Some say this was a dirty move. Dillon bumped Almirola and wrecked him. Whether you’re a first-time viewer or a lifelong follower, it was clear how the wreck happened and the result of it. Others feel this was just hard driving. Almirola wanted that checkered flag more than Dillon. We could see how he drove himself to the front on the restart and held his position for one and three-fourths of a lap. He excessively blocked Dillon, which unfortunately resulted in his crash and loss of the Daytona 500.
However, I think this was neither a dirty move nor hard driving. What we saw in the season opener was passionate racing. Allow me to explain.
Ryan Blaney refused to be anywhere but the lead. We saw this all race long. If he wasn’t in the lead, he would try every move possible to put himself in the front. After the first “Big One” on Lap 101, a lot of the main contenders were eliminated, including Chase Elliott, Kevin Harvick and teammate Brad Keselowski. Jimmie Johnson also faced a DNF from a separate incident later in the race. Kyle Busch suffered multiple flat tires and Martin Truex Jr. suffered crash damage. From process of elimination, many thought that Blaney was going to win the 60th running of the Daytona 500. Unfortunately, his run to victory ended when he too suffered a late race crash. While he was able to continue, he didn’t have the speed as before.

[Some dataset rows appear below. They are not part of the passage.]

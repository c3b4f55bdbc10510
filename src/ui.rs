use ratatui::{
    layout::{Alignment, Constraint, Direction, Layout, Rect},
    style::{Color, Modifier, Style},
    text::{Line, Span},
    widgets::{Block, Borders, Paragraph, Wrap},
    Frame,
};
use unicode_width::UnicodeWidthStr;

use crate::keyboard::{key_for_char, KEY_ROWS};
use crate::snapshot::Snapshot;

const HORIZONTAL_MARGIN: u16 = 5;
const VERTICAL_MARGIN: u16 = 1;

/// Which screen the front end is showing.
#[derive(Clone, Debug, PartialEq)]
pub enum View {
    Typing,
    TierSelect,
    Finished,
}

/// Everything the terminal needs to draw one frame.
pub struct FrameData<'a> {
    pub snapshot: &'a Snapshot,
    pub view: &'a View,
    pub tiers: &'a [&'a str],
    /// Inline message on the tier-select screen (e.g. an invalid tier).
    pub notice: Option<&'a str>,
}

pub fn draw(f: &mut Frame, data: &FrameData) {
    match data.view {
        View::Typing => render_typing(f, data.snapshot),
        View::TierSelect => render_tier_select(f, data),
        View::Finished => render_summary(f, data.snapshot),
    }
}

fn render_typing(f: &mut Frame, snap: &Snapshot) {
    let area = f.area();

    let max_chars_per_line = area.width.saturating_sub(HORIZONTAL_MARGIN * 2).max(1);
    let sentence_lines =
        ((snap.masked.width() as f64 / max_chars_per_line as f64).ceil() as u16).max(1);

    let chunks = Layout::default()
        .direction(Direction::Vertical)
        .horizontal_margin(HORIZONTAL_MARGIN)
        .vertical_margin(VERTICAL_MARGIN)
        .constraints([
            Constraint::Length(1),                  // status line
            Constraint::Min(1),                     // top padding
            Constraint::Length(sentence_lines),     // masked sentence
            Constraint::Min(1),                     // bottom padding
            Constraint::Length(KEY_ROWS.len() as u16 + 1), // keyboard + space bar
            Constraint::Length(1),                  // help line
        ])
        .split(area);

    render_status(f, chunks[0], snap);
    render_sentence(f, chunks[2], snap);
    render_keyboard(f, chunks[4], snap.highlight);

    let help = Paragraph::new(Span::styled(
        "type the sentence, enter to submit | (tab) tier | (esc) quit",
        Style::default().fg(Color::Gray).add_modifier(Modifier::ITALIC),
    ))
    .alignment(Alignment::Center);
    f.render_widget(help, chunks[5]);
}

fn render_status(f: &mut Frame, area: Rect, snap: &Snapshot) {
    let dim = Style::default().add_modifier(Modifier::DIM);
    let bold = Style::default().add_modifier(Modifier::BOLD);

    let elapsed = snap
        .elapsed_secs
        .map_or(String::from("--"), |s| format!("{s:.1}s"));

    let status = Line::from(vec![
        Span::styled(format!("grade {}", snap.tier), bold),
        Span::styled("  score ", dim),
        Span::styled(snap.score.to_string(), bold),
        Span::styled("  level ", dim),
        Span::styled(format!("{}/{}", snap.level, snap.max_level), bold),
        Span::styled("  time ", dim),
        Span::styled(elapsed, bold),
        Span::styled("  acc ", dim),
        Span::styled(format!("{:.1}%", snap.accuracy), bold),
        Span::styled(format!("  {}", snap.phase), dim.add_modifier(Modifier::ITALIC)),
    ]);

    f.render_widget(Paragraph::new(status).alignment(Alignment::Center), area);
}

fn render_sentence(f: &mut Frame, area: Rect, snap: &Snapshot) {
    let bold = Style::default().add_modifier(Modifier::BOLD);
    let typed_style = if snap.incorrect_flash {
        bold.fg(Color::Red)
    } else {
        bold.fg(Color::Green)
    };
    let rest_style = bold.add_modifier(Modifier::DIM);

    let typed: String = snap.masked.chars().take(snap.typed_len).collect();
    let rest: String = snap.masked.chars().skip(snap.typed_len).collect();

    let spans = vec![
        Span::styled(typed, typed_style),
        Span::styled(rest, rest_style),
    ];

    let single_line = snap.masked.width() <= area.width as usize;
    let widget = Paragraph::new(Line::from(spans))
        .alignment(if single_line {
            Alignment::Center
        } else {
            Alignment::Left
        })
        .wrap(Wrap { trim: false });

    f.render_widget(widget, area);
}

fn render_keyboard(f: &mut Frame, area: Rect, highlight: Option<char>) {
    let target_cap = highlight.and_then(key_for_char);

    let cap_style = Style::default().fg(Color::White);
    let lit_style = Style::default()
        .fg(Color::Black)
        .bg(Color::Yellow)
        .add_modifier(Modifier::BOLD);

    let mut lines: Vec<Line> = KEY_ROWS
        .iter()
        .map(|row| {
            let spans: Vec<Span> = row
                .iter()
                .map(|&key| {
                    let style = if target_cap == Some(key) {
                        lit_style
                    } else {
                        cap_style
                    };
                    Span::styled(format!(" {} ", key.to_ascii_uppercase()), style)
                })
                .collect();
            Line::from(spans)
        })
        .collect();

    let space_style = if target_cap == Some(' ') {
        lit_style
    } else {
        cap_style
    };
    lines.push(Line::from(Span::styled("[ space ]", space_style)));

    let keyboard = Paragraph::new(lines).alignment(Alignment::Center);
    f.render_widget(keyboard, area);
}

fn render_tier_select(f: &mut Frame, data: &FrameData) {
    let area = f.area();

    let chunks = Layout::default()
        .direction(Direction::Vertical)
        .margin(2)
        .constraints([
            Constraint::Length(3), // title
            Constraint::Min(3),    // tier list
            Constraint::Length(1), // notice
            Constraint::Length(1), // help
        ])
        .split(area);

    let title = Paragraph::new("Pick a grade")
        .block(Block::default().borders(Borders::ALL))
        .style(Style::default().fg(Color::Cyan).add_modifier(Modifier::BOLD))
        .alignment(Alignment::Center);
    f.render_widget(title, chunks[0]);

    let active = data.snapshot.tier.as_str();
    let lines: Vec<Line> = data
        .tiers
        .iter()
        .map(|&tier| {
            let marker = if tier == active { "▸" } else { " " };
            let style = if tier == active {
                Style::default().fg(Color::Yellow).add_modifier(Modifier::BOLD)
            } else {
                Style::default()
            };
            Line::from(Span::styled(format!("{marker} grade {tier}"), style))
        })
        .collect();
    let list = Paragraph::new(lines).alignment(Alignment::Center);
    f.render_widget(list, chunks[1]);

    if let Some(msg) = data.notice {
        let notice = Paragraph::new(Span::styled(
            msg.to_string(),
            Style::default().fg(Color::Red),
        ))
        .alignment(Alignment::Center);
        f.render_widget(notice, chunks[2]);
    }

    let help = Paragraph::new(Span::styled(
        "press a grade number to switch (resets progress) | (esc) back",
        Style::default().fg(Color::Gray).add_modifier(Modifier::ITALIC),
    ))
    .alignment(Alignment::Center);
    f.render_widget(help, chunks[3]);
}

fn render_summary(f: &mut Frame, snap: &Snapshot) {
    let area = f.area();

    let chunks = Layout::default()
        .direction(Direction::Vertical)
        .margin(2)
        .constraints([
            Constraint::Min(1),    // padding
            Constraint::Length(6), // summary
            Constraint::Min(1),    // padding
            Constraint::Length(1), // help
        ])
        .split(area);

    let avg = snap
        .avg_round_secs
        .map_or(String::from("--"), |s| format!("{s:.1}s"));

    let lines = vec![
        Line::from(Span::styled(
            "Session complete!",
            Style::default().fg(Color::Green).add_modifier(Modifier::BOLD),
        )),
        Line::from(""),
        Line::from(format!("grade {}  score {}", snap.tier, snap.score)),
        Line::from(format!("rounds {}", snap.rounds_completed)),
        Line::from(format!("accuracy {:.1}%", snap.accuracy)),
        Line::from(format!("avg time per sentence {avg}")),
    ];

    let summary = Paragraph::new(lines).alignment(Alignment::Center);
    f.render_widget(summary, chunks[1]);

    let help = Paragraph::new(Span::styled(
        "(r) play again | (tab) change grade | (esc) quit",
        Style::default().fg(Color::Gray).add_modifier(Modifier::ITALIC),
    ))
    .alignment(Alignment::Center);
    f.render_widget(help, chunks[3]);
}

Blaney found himself in one of the best positions he could have been in for victory. He was passionate and focused on winning the biggest race of the year. And no one can blame him. I believe the same is true for both Dillon and Almirola. Both seized the opportunity with everything they had. Almirola protected his position, even breaking racer’s law of blocking more than once. Dillon just never took his foot off the gas. It could have easily been Dillon losing control of the front-end of his car and crashing himself, and Almirola could have saved it from crashing and won the race. Both could have crashed and fought in the grass, like the 1979 Daytona 500, and third place taking the win.
No matter the outcome, we saw something that we needed to see in this next generation of up and coming drivers, passion. The desire to win sometimes needs to exceed the desire for respect. While it comes with a price, a true racer should never settle for second. If one does, his seat should be replaced.